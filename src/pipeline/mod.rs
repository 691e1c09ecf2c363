// Pipelines: ingest -> classify -> report, one per input kind.
//
// Each run reads its input, classifies every document with the shared
// classifier, writes the CSV report, and hands back the rows and summary
// for terminal display.

pub mod pdfs;
pub mod records;

use std::path::PathBuf;

use indicatif::{ProgressBar, ProgressStyle};
use tracing::info;

use crate::classify::{ClassificationResult, DocumentClassifier};
use crate::document::Document;
use crate::output::summary::Summary;

/// A document together with its classification.
#[derive(Debug, Clone)]
pub struct AnalyzedDocument {
    pub document: Document,
    pub result: ClassificationResult,
}

/// Where and how reports are written.
#[derive(Debug, Clone)]
pub struct ReportSettings {
    pub output_dir: PathBuf,
    /// Maximum characters of document text kept in the Abstract column
    pub preview_chars: usize,
}

/// Everything a finished run produced.
#[derive(Debug)]
pub struct RunReport {
    pub rows: Vec<AnalyzedDocument>,
    pub summary: Summary,
    pub csv_path: PathBuf,
}

/// Classify every document, preserving input order.
pub fn classify_documents(
    classifier: &dyn DocumentClassifier,
    documents: Vec<Document>,
) -> Vec<AnalyzedDocument> {
    let pb = ProgressBar::new(documents.len() as u64);
    pb.set_style(
        ProgressStyle::default_bar()
            .template("  Classifying [{bar:30}] {pos}/{len} ({eta})")
            .unwrap_or_else(|_| ProgressStyle::default_bar()),
    );

    let rows: Vec<AnalyzedDocument> = documents
        .into_iter()
        .map(|document| {
            let result = classifier.classify(&document);
            pb.inc(1);
            AnalyzedDocument { document, result }
        })
        .collect();
    pb.finish_and_clear();

    let negative = rows.iter().filter(|r| r.result.is_negative()).count();
    info!(documents = rows.len(), negative, "Classified documents");
    rows
}
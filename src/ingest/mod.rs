// Input collaborators: turn files on disk into Documents.

pub mod pdf;
pub mod wos;

use std::path::Path;

use anyhow::{Context, Result};
use tracing::warn;

/// Read a text file, decoding as UTF-8 and falling back to Latin-1.
///
/// Latin-1 maps every byte to a char, so the fallback cannot fail; exports
/// saved with a legacy code page still yield their ASCII field labels.
pub fn read_text_lossy(path: &Path) -> Result<String> {
    let bytes =
        std::fs::read(path).with_context(|| format!("failed to read {}", path.display()))?;

    match String::from_utf8(bytes) {
        Ok(text) => Ok(text),
        Err(e) => {
            warn!(path = %path.display(), "File is not valid UTF-8, decoding as Latin-1");
            Ok(decode_latin1(e.as_bytes()))
        }
    }
}

fn decode_latin1(bytes: &[u8]) -> String {
    bytes.iter().map(|&b| b as char).collect()
}
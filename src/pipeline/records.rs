// WoS export pipeline: one export file in, one CSV report out.

use std::path::Path;

use anyhow::{Context, Result};
use tracing::info;

use super::{classify_documents, ReportSettings, RunReport};
use crate::classify::DocumentClassifier;
use crate::ingest::{read_text_lossy, wos::RecordParser};
use crate::output::csv_report::{self, ReportLayout};
use crate::output::summary::Summary;
use crate::patterns::PatternTable;

/// Analyze every record in a Web of Science export.
///
/// Fails if the file can't be read or contains no record markers; records
/// with missing fields are kept and classified as-is.
pub fn run(
    export_path: &Path,
    classifier: &dyn DocumentClassifier,
    table: &PatternTable,
    settings: &ReportSettings,
) -> Result<RunReport> {
    let content = read_text_lossy(export_path)?;

    let parser = RecordParser::new().context("failed to build record parser")?;
    let documents = parser.parse(&content);
    if documents.is_empty() {
        anyhow::bail!(
            "No records found in {}. Expected a Web of Science full-record export \
             with \"Record N of M\" markers.",
            export_path.display()
        );
    }
    info!(path = %export_path.display(), records = documents.len(), "Loaded export");

    let rows = classify_documents(classifier, documents);
    let results: Vec<_> = rows.iter().map(|r| r.result.clone()).collect();
    let summary = Summary::compute(table, &results);

    let layout = ReportLayout::from_table(table);
    let csv_path =
        csv_report::write_report(&settings.output_dir, &layout, &rows, settings.preview_chars)?;

    Ok(RunReport {
        rows,
        summary,
        csv_path,
    })
}
// Unit tests for the keyword classifier against the built-in pattern table.
//
// Covers presence (case, boundaries, CJK), the co-occurrence window
// (distance, direction), gating, determinism, and configuration errors.

use litscan::classify::{DocumentClassifier, KeywordClassifier, MatchOptions};
use litscan::document::Document;
use litscan::patterns::PatternTable;

fn builtin() -> KeywordClassifier {
    KeywordClassifier::new(&PatternTable::builtin().unwrap(), MatchOptions::default()).unwrap()
}

fn strict() -> KeywordClassifier {
    let options = MatchOptions {
        anchor_presence: true,
        ..MatchOptions::default()
    };
    KeywordClassifier::new(&PatternTable::builtin().unwrap(), options).unwrap()
}

const FILLER_20: &str = "one two three four five six seven eight nine ten \
                         eleven twelve thirteen fourteen fifteen sixteen \
                         seventeen eighteen nineteen twenty";

// ============================================================
// Empty input
// ============================================================

#[test]
fn empty_text_all_flags_false() {
    let classifier = builtin();
    for result in [classifier.classify_text(Some("")), classifier.classify_text(None)] {
        assert!(result.is_negative());
        for flags in result.flags() {
            assert!(!flags.present());
            assert_ne!(flags.concentration(), Some(true));
        }
    }
}

#[test]
fn unreadable_document_all_flags_false() {
    let result = builtin().classify(&Document::unreadable(7));
    assert!(result.is_negative());
    assert_eq!(result.flags().len(), 4);
}

// ============================================================
// Presence
// ============================================================

#[test]
fn presence_case_insensitive() {
    let classifier = builtin();
    let upper = classifier.classify_text(Some("SEDIMENT sample"));
    let lower = classifier.classify_text(Some("sediment sample"));
    assert!(upper.is_present("Sediment"));
    assert_eq!(upper, lower);
}

#[test]
fn presence_is_substring_level_by_default() {
    // `bio` is deliberately loose in the presence check
    let result = builtin().classify_text(Some("biodegradable polymers"));
    assert!(result.is_present("Biological"));
}

#[test]
fn strict_boundaries_reject_substrings() {
    let result = strict().classify_text(Some("biodegradable polymers"));
    assert!(!result.is_present("Biological"));

    let result = strict().classify_text(Some("fish and bio samples"));
    assert!(result.is_present("Biological"));
}

#[test]
fn presence_matches_chemical_name_variants() {
    let classifier = builtin();
    for text in [
        "p-phenylenediamine in hair",
        "p phenylenediamine",
        "1,4-diaminobenzene",
        "n,n-dimethyl-p-phenylenediamine",
        "permanent hair dye users",
    ] {
        assert!(
            classifier.classify_text(Some(text)).is_present("PPD"),
            "expected PPD in: {text}"
        );
    }
}

#[test]
fn presence_matches_cjk_terms() {
    let result = builtin().classify_text(Some("沉积物中对苯二胺的分布"));
    assert!(result.is_present("PPD"));
    assert!(result.is_present("Sediment"));
    assert!(!result.is_present("Water"));
}

// ============================================================
// Co-occurrence window
// ============================================================

#[test]
fn concentration_within_window() {
    let result = builtin().classify_text(Some(
        "sediment core collected; concentration of the compound was 5 mg/kg",
    ));
    assert!(result.is_present("Sediment"));
    assert!(result.has_concentration("Sediment"));
}

#[test]
fn concentration_beyond_window() {
    let text = format!("sediment {FILLER_20} concentration");
    let result = builtin().classify_text(Some(text.as_str()));
    assert!(result.is_present("Sediment"));
    assert!(!result.has_concentration("Sediment"));
}

#[test]
fn concentration_before_context_term() {
    let result =
        builtin().classify_text(Some("concentration of the compound was high in the sediment"));
    assert!(result.is_present("Sediment"));
    assert!(!result.has_concentration("Sediment"));
}

#[test]
fn concentration_requires_separator_after_context_term() {
    // "sediments" is not "sediment" followed by a non-word character
    let result = builtin().classify_text(Some("sediments concentration"));
    assert!(result.is_present("Sediment"));
    assert!(!result.has_concentration("Sediment"));
}

#[test]
fn concentration_with_unit_symbol() {
    let result = builtin().classify_text(Some("water samples contained 3 μg/l"));
    assert!(result.has_concentration("Water"));
}

#[test]
fn concentration_with_cubic_metre_units() {
    let classifier = builtin();
    for text in [
        "water contained 5 ng/m³.",
        "water contained 5 ng/m³ overall",
        "water contained 5 μg/m³",
    ] {
        assert!(
            classifier.classify_text(Some(text)).has_concentration("Water"),
            "expected Water concentration in: {text}"
        );
    }
}

#[test]
fn concentration_with_cjk_terms() {
    let result = builtin().classify_text(Some("沉积物 浓度 较高"));
    assert!(result.has_concentration("Sediment"));
}

#[test]
fn custom_window_size() {
    let table = PatternTable::from_json(
        r#"{
            "categories": [{"name": "Water", "concentration_aware": true, "patterns": ["water"]}],
            "concentration_patterns": ["level"]
        }"#,
    )
    .unwrap();
    let tight = KeywordClassifier::new(
        &table,
        MatchOptions {
            window: 0,
            ..MatchOptions::default()
        },
    )
    .unwrap();

    assert!(tight.classify_text(Some("water level")).has_concentration("Water"));
    assert!(!tight.classify_text(Some("water the level")).has_concentration("Water"));
}

// ============================================================
// Invariants
// ============================================================

#[test]
fn concentration_implies_presence() {
    let classifier = builtin();
    let texts = [
        "sediment concentration",
        "concentration sediment",
        "fish tissue levels were measured",
        "water quality analysis",
        "ppd exposure",
        "",
        "levels measured detected quantified",
    ];
    for text in texts {
        let result = classifier.classify_text(Some(text));
        for flags in result.flags() {
            if flags.concentration() == Some(true) {
                assert!(flags.present(), "{} concentration without presence in: {text}", flags.name());
            }
        }
    }
}

#[test]
fn primary_category_never_has_concentration_flag() {
    let result = builtin().classify_text(Some("ppd concentration of 5 mg/l"));
    assert!(result.is_present("PPD"));
    assert_eq!(result.get("PPD").unwrap().concentration(), None);
}

#[test]
fn classification_is_deterministic() {
    let classifier = builtin();
    let text = "zebrafish liver tissue concentration of ppd after wastewater effluent exposure";
    let first = classifier.classify_text(Some(text));
    for _ in 0..5 {
        assert_eq!(classifier.classify_text(Some(text)), first);
    }
}

// ============================================================
// Configuration errors
// ============================================================

#[test]
fn malformed_pattern_aborts_construction() {
    let table = PatternTable::from_json(
        r#"{
            "categories": [{"name": "Soil", "patterns": ["soil", "(unclosed"]}],
            "concentration_patterns": ["level"]
        }"#,
    )
    .unwrap();
    let err = match KeywordClassifier::new(&table, MatchOptions::default()) {
        Ok(_) => panic!("malformed pattern should be rejected"),
        Err(e) => e,
    };
    let message = format!("{err:#}");
    assert!(message.contains("(unclosed"), "got: {message}");
}

#[test]
fn malformed_json_is_rejected() {
    assert!(PatternTable::from_json("{ not json").is_err());
}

======

» TASK OBJECTIVE:
Please print, exactly and with nothing else, the lines from the first line of the entries through the line containing "pub struct ReportSettings".

» FINISHED TASK:
filename src/pipeline/mod.rs
repository 691e1c09ecf2c363
// Pipelines: ingest -> classify -> report, one per input kind.
//
// Each run reads its input, classifies every document with the shared
// classifier, writes the CSV report, and hands back the rows and summary
// for terminal display.

pub mod pdfs;
pub mod records;

use std::path::PathBuf;

use indicatif::{ProgressBar, ProgressStyle};
use tracing::info;

use crate::classify::{ClassificationResult, DocumentClassifier};
use crate::document::Document;
use crate::output::summary::Summary;

/// A document together with its classification.
#[derive(Debug, Clone)]
pub struct AnalyzedDocument {
    pub document: Document,
    pub result: ClassificationResult,
}

/// Where and how reports are written.
#[derive(Debug, Clone)]
pub struct ReportSettings {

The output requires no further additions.